For starters, the U.S. government should announce a temporary moratorium on all immigration. This may seem like a drastic first step, but until the government can establish policy that is cohesive and equitable, and that addresses American needs and goals abroad, America should hang the “Out to Lunch” sign on the door and lock up for a bit. In doing so, our government should make clear that our reason for such an action stems from our own security concerns as well as the necessity to protect the resources of the American taxpayers. In reality, the immigration policies of most nations are very strict in comparison to our own, so any cries of foul play will likely be coming from hypocritical mouths and should be given little attention.

Secondly, our physical borders should be secured much as I wrote about in my essay A Line In The Sand. Such actions would have the effect of reducing the entry of illegal immigrants, which is the most likely path of infiltration for foreign enemies or other people with criminal histories. In addition, any illegal immigrants that do get apprehended should face immediate deportation to their country of origin with the understanding that they will be dealt with by the law in their home country. It is not enough to defend our borders; we must also demand cooperation from any of our allies when repatriating their citizens.

Thirdly, we must work with the poorer nations of the world so that their citizens will not look at immigration to the U.S. as their only chance at freedom and prosperity. We must assist them in developing their infrastructure and upgrading their health and educational systems. We must encourage them to use their countries resources for the benefit of their people and help them to make the right choices. We have to understand that immigration is usually the last best choice for a person to make. Only when the situation at home seems hopeless do people leave all that they know and love behind forever. The best way to curb immigration, especially illegal immigration, is to help establish security abroad.

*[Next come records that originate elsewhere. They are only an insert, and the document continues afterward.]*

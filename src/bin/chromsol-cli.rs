//! Command line wrapper around the chromsol simulator.
//!
//! Reads a JSON problem description, runs the simulation, and writes the
//! recorded outlet concentrations (plus optional timing data) as JSON.
//! Exit codes: 0 success, 1 usage or configuration error, 2 I/O or file
//! format error, 3 solver or integration failure.

use clap::Parser;
use serde::{Deserialize, Serialize};
use std::path::PathBuf;
use std::process::ExitCode;

use chromsol::model::binding::{BindingModel, LangmuirBinding, LinearBinding, SmaBinding};
use chromsol::{
    ChromsolError, ColumnParams, ConsistentInitialization, Discretization, GeneralRateModel,
    InMemoryProvider, InMemoryRecorder, Inlet, InletSection, ParamId, Simulator, TimingReport,
};

#[derive(Parser)]
#[command(
    name = "chromsol-cli",
    about = "Simulates general rate model chromatography from a JSON problem file"
)]
struct Cli {
    /// Input problem file (JSON)
    input: PathBuf,
    /// Output file; stdout if omitted
    #[arg(short, long)]
    output: Option<PathBuf>,
    /// Log filter, e.g. "info" or "chromsol=debug"
    #[arg(short = 'L', long, default_value = "warn")]
    log_level: String,
    /// Include solver timings in the output
    #[arg(long)]
    timing: bool,
}

#[derive(Deserialize)]
struct ProblemFile {
    model: ModelSpec,
    inlet: InletSpec,
    solver: SolverSpec,
    #[serde(default)]
    sensitivities: Vec<SensitivitySpec>,
}

#[derive(Deserialize)]
struct ModelSpec {
    n_comp: usize,
    n_col: usize,
    n_par: usize,
    n_bound: Vec<usize>,
    col_length: f64,
    col_porosity: f64,
    par_porosity: f64,
    par_radius: f64,
    velocity: f64,
    axial_dispersion: f64,
    film_diffusion: Vec<f64>,
    par_diffusion: Vec<f64>,
    #[serde(default)]
    surf_diffusion: Vec<f64>,
    binding: BindingSpec,
    init_c: Vec<f64>,
    #[serde(default)]
    init_q: Vec<f64>,
    #[serde(default)]
    init_cp: Option<Vec<f64>>,
}

#[derive(Deserialize)]
#[serde(tag = "model")]
enum BindingSpec {
    #[serde(rename = "LINEAR")]
    Linear {
        ka: Vec<f64>,
        kd: Vec<f64>,
        #[serde(default)]
        quasi_stationary: bool,
    },
    #[serde(rename = "MULTI_COMPONENT_LANGMUIR")]
    Langmuir {
        ka: Vec<f64>,
        kd: Vec<f64>,
        qmax: Vec<f64>,
    },
    #[serde(rename = "STERIC_MASS_ACTION")]
    StericMassAction {
        lambda: f64,
        nu: Vec<f64>,
        sigma: Vec<f64>,
        ka: Vec<f64>,
        kd: Vec<f64>,
        #[serde(default)]
        quasi_stationary: bool,
    },
}

#[derive(Deserialize)]
struct InletSpec {
    sections: Vec<InletSectionSpec>,
}

#[derive(Deserialize)]
struct InletSectionSpec {
    constant: Vec<f64>,
    #[serde(default)]
    linear: Vec<f64>,
    #[serde(default)]
    quadratic: Vec<f64>,
    #[serde(default)]
    cubic: Vec<f64>,
}

#[derive(Deserialize)]
struct SolverSpec {
    section_times: Vec<f64>,
    #[serde(default)]
    section_continuity: Vec<bool>,
    solution_times: Vec<f64>,
    #[serde(default = "default_rel_tol")]
    rel_tol: f64,
    #[serde(default = "default_abs_tol")]
    abs_tol: f64,
    #[serde(default = "default_alg_tol")]
    alg_tol: f64,
    #[serde(default = "default_init_step")]
    init_step_size: f64,
    #[serde(default = "default_max_steps")]
    max_steps: usize,
    #[serde(default)]
    lean_consistent_initialization: bool,
}

fn default_rel_tol() -> f64 {
    1e-8
}
fn default_abs_tol() -> f64 {
    1e-10
}
fn default_alg_tol() -> f64 {
    1e-12
}
fn default_init_step() -> f64 {
    1e-6
}
fn default_max_steps() -> usize {
    10_000
}

#[derive(Deserialize)]
#[serde(tag = "param")]
enum SensitivitySpec {
    #[serde(rename = "AXIAL_DISPERSION")]
    AxialDispersion,
    #[serde(rename = "VELOCITY")]
    Velocity,
    #[serde(rename = "FILM_DIFFUSION")]
    FilmDiffusion { comp: usize },
    #[serde(rename = "PAR_DIFFUSION")]
    ParticleDiffusion { comp: usize },
    #[serde(rename = "SMA_LAMBDA")]
    SmaLambda,
    #[serde(rename = "BINDING_KA")]
    BindingKa { comp: usize },
    #[serde(rename = "BINDING_KD")]
    BindingKd { comp: usize },
}

impl SensitivitySpec {
    fn param_id(&self) -> ParamId {
        match self {
            SensitivitySpec::AxialDispersion => ParamId::AxialDispersion,
            SensitivitySpec::Velocity => ParamId::InterstitialVelocity,
            SensitivitySpec::FilmDiffusion { comp } => ParamId::FilmDiffusion(*comp),
            SensitivitySpec::ParticleDiffusion { comp } => ParamId::ParticleDiffusion(*comp),
            SensitivitySpec::SmaLambda => ParamId::SmaLambda,
            SensitivitySpec::BindingKa { comp } => ParamId::BindingKa(*comp),
            SensitivitySpec::BindingKd { comp } => ParamId::BindingKd(*comp),
        }
    }
}

#[derive(Serialize)]
struct OutputFile {
    times: Vec<f64>,
    /// Outlet concentration per solution time, one entry per component.
    outlet: Vec<Vec<f64>>,
    /// Outlet sensitivities per solution time, one entry per registered
    /// parameter.
    #[serde(skip_serializing_if = "Vec::is_empty")]
    outlet_sensitivities: Vec<Vec<Vec<f64>>>,
    #[serde(skip_serializing_if = "Option::is_none")]
    timing: Option<TimingReport>,
}

fn build_binding(spec: &BindingSpec) -> BindingModel {
    match spec {
        BindingSpec::Linear {
            ka,
            kd,
            quasi_stationary,
        } => BindingModel::Linear(LinearBinding::new(
            vec![1; ka.len()],
            ka,
            kd,
            *quasi_stationary,
        )),
        BindingSpec::Langmuir { ka, kd, qmax } => {
            BindingModel::Langmuir(LangmuirBinding::new(ka, kd, qmax))
        }
        BindingSpec::StericMassAction {
            lambda,
            nu,
            sigma,
            ka,
            kd,
            quasi_stationary,
        } => BindingModel::StericMassAction(SmaBinding::new(
            *lambda,
            nu,
            sigma,
            ka,
            kd,
            *quasi_stationary,
        )),
    }
}

fn run(cli: &Cli) -> Result<(), ChromsolError> {
    let text = std::fs::read_to_string(&cli.input)
        .map_err(|e| ChromsolError::IoError(format!("{}: {e}", cli.input.display())))?;
    let problem: ProblemFile = serde_json::from_str(&text)
        .map_err(|e| ChromsolError::IoError(format!("{}: {e}", cli.input.display())))?;

    let spec = &problem.model;
    let disc = Discretization::new(spec.n_comp, spec.n_col, spec.n_par, spec.n_bound.clone());
    let surf_diffusion = if spec.surf_diffusion.is_empty() {
        vec![0.0; disc.stride_bound]
    } else {
        spec.surf_diffusion.clone()
    };
    let params = ColumnParams::new(
        spec.col_length,
        spec.col_porosity,
        spec.par_porosity,
        spec.par_radius,
        spec.velocity,
        spec.axial_dispersion,
        &spec.film_diffusion,
        &spec.par_diffusion,
        &surf_diffusion,
    );
    let binding = build_binding(&spec.binding);
    let inlet = Inlet {
        sections: problem
            .inlet
            .sections
            .iter()
            .map(|s| {
                let n = s.constant.len();
                InletSection {
                    constant: s.constant.clone(),
                    linear: pad(&s.linear, n),
                    quadratic: pad(&s.quadratic, n),
                    cubic: pad(&s.cubic, n),
                }
            })
            .collect(),
    };
    let model = GeneralRateModel::new(disc, params, binding, inlet)?;

    let mut provider = InMemoryProvider::new();
    provider.set_array("INIT_C", &spec.init_c);
    if !spec.init_q.is_empty() {
        provider.set_array("INIT_Q", &spec.init_q);
    } else if model.discretization().stride_bound > 0 {
        provider.set_array("INIT_Q", &vec![0.0; model.discretization().stride_bound]);
    }
    if let Some(init_cp) = &spec.init_cp {
        provider.set_array("INIT_CP", init_cp);
    }

    let mut sim = Simulator::new();
    sim.initialize_model(model);
    sim.set_section_times_with_continuity(
        &problem.solver.section_times,
        &problem.solver.section_continuity,
    );
    sim.set_solution_times(&problem.solver.solution_times);
    sim.configure_time_integrator(
        problem.solver.rel_tol,
        problem.solver.abs_tol,
        problem.solver.init_step_size,
        problem.solver.max_steps,
    );
    sim.set_algebraic_error_tolerance(problem.solver.alg_tol);
    if problem.solver.lean_consistent_initialization {
        sim.set_consistent_initialization(ConsistentInitialization::Lean);
    }
    sim.set_initial_condition_from(&provider)?;
    for sens in &problem.sensitivities {
        sim.set_sensitive_parameter(sens.param_id(), problem.solver.abs_tol)?;
    }

    let mut recorder = InMemoryRecorder::default();
    sim.integrate(&mut recorder)?;

    // Outlet: bulk concentration in the last column cell
    let model = sim.model().expect("model bound");
    let idxr = model.indexer();
    let n_comp = model.discretization().n_comp;
    let n_col = model.discretization().n_col;
    let outlet_index =
        |comp: usize| -> usize { idxr.offset_c(comp, n_col - 1) };
    let outlet: Vec<Vec<f64>> = recorder
        .solutions
        .iter()
        .map(|y| (0..n_comp).map(|c| y[outlet_index(c)]).collect())
        .collect();
    let outlet_sensitivities: Vec<Vec<Vec<f64>>> = recorder
        .sensitivities
        .iter()
        .map(|per_time| {
            per_time
                .iter()
                .map(|s| (0..n_comp).map(|c| s[outlet_index(c)]).collect())
                .collect()
        })
        .filter(|v: &Vec<Vec<f64>>| !v.is_empty())
        .collect();

    let output = OutputFile {
        times: recorder.times.clone(),
        outlet,
        outlet_sensitivities,
        timing: cli.timing.then(|| sim.timing_report()).flatten(),
    };
    let rendered = serde_json::to_string_pretty(&output)
        .map_err(|e| ChromsolError::IoError(e.to_string()))?;
    match &cli.output {
        Some(path) => std::fs::write(path, rendered)
            .map_err(|e| ChromsolError::IoError(format!("{}: {e}", path.display())))?,
        None => println!("{rendered}"),
    }
    Ok(())
}

fn pad(values: &[f64], n: usize) -> Vec<f64> {
    let mut out = values.to_vec();
    out.resize(n, 0.0);
    out
}

fn main() -> ExitCode {
    let cli = match Cli::try_parse() {
        Ok(cli) => cli,
        Err(err) => {
            let code = match err.kind() {
                clap::error::ErrorKind::DisplayHelp | clap::error::ErrorKind::DisplayVersion => 0,
                _ => 1,
            };
            let _ = err.print();
            return ExitCode::from(code);
        }
    };

    tracing_subscriber::fmt()
        .with_env_filter(
            tracing_subscriber::EnvFilter::try_new(&cli.log_level)
                .unwrap_or_else(|_| tracing_subscriber::EnvFilter::new("warn")),
        )
        .with_writer(std::io::stderr)
        .init();

    match run(&cli) {
        Ok(()) => ExitCode::SUCCESS,
        Err(err) => {
            tracing::error!("{err}");
            eprintln!("error: {err}");
            ExitCode::from(err.exit_code() as u8)
        }
    }
}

Finally, we must find all those people who are currently here illegally, ascertain their identities and their purpose for being here, and return them to their home countries or legalize them unless they are enemy agents. We must enforce the laws against companies the employ illegal immigrants and we must strengthen our citizenship identification programs. We must develop an interim plan for foreign tourism and international business travel, and we must create a separate plan to accommodate those seeking political asylum.

Americans generally have no problems with accepting legal immigrants into their communities, because we understand that immigration is a shared cultural phenomenon. Though most of today’s citizens have had the good fortune to be born in America, many millions are just a generation or three from the tales of their grandparents who walked across hostile territory or sailed an angry ocean to reach these shores. But America is also a country based on the rule of law, and when people arrive in this country by circumventing our immigration laws, we become angry, and, I think, rightly so. Unfortunately, our anger is often misplaced as we turn against the people who only want a better life for their families. More appropriately, we should direct our ire at the governmental policies that have created confusing and ideologically bankrupt immigration standards.

As the nations of the world become more and more interdependent, and as governments exchange animosity and deception for the shared principals of human freedom and self-rule, the need or desire for immigration should naturally recede. Reduced immigration has many benefits including decreased social and enforcement costs for inundated nations, the retention of human resources and national dedication for developing nations, and better security for all nations. These should be the goals of immigration policy in America, not cheaper lettuce or bigger corporate profits.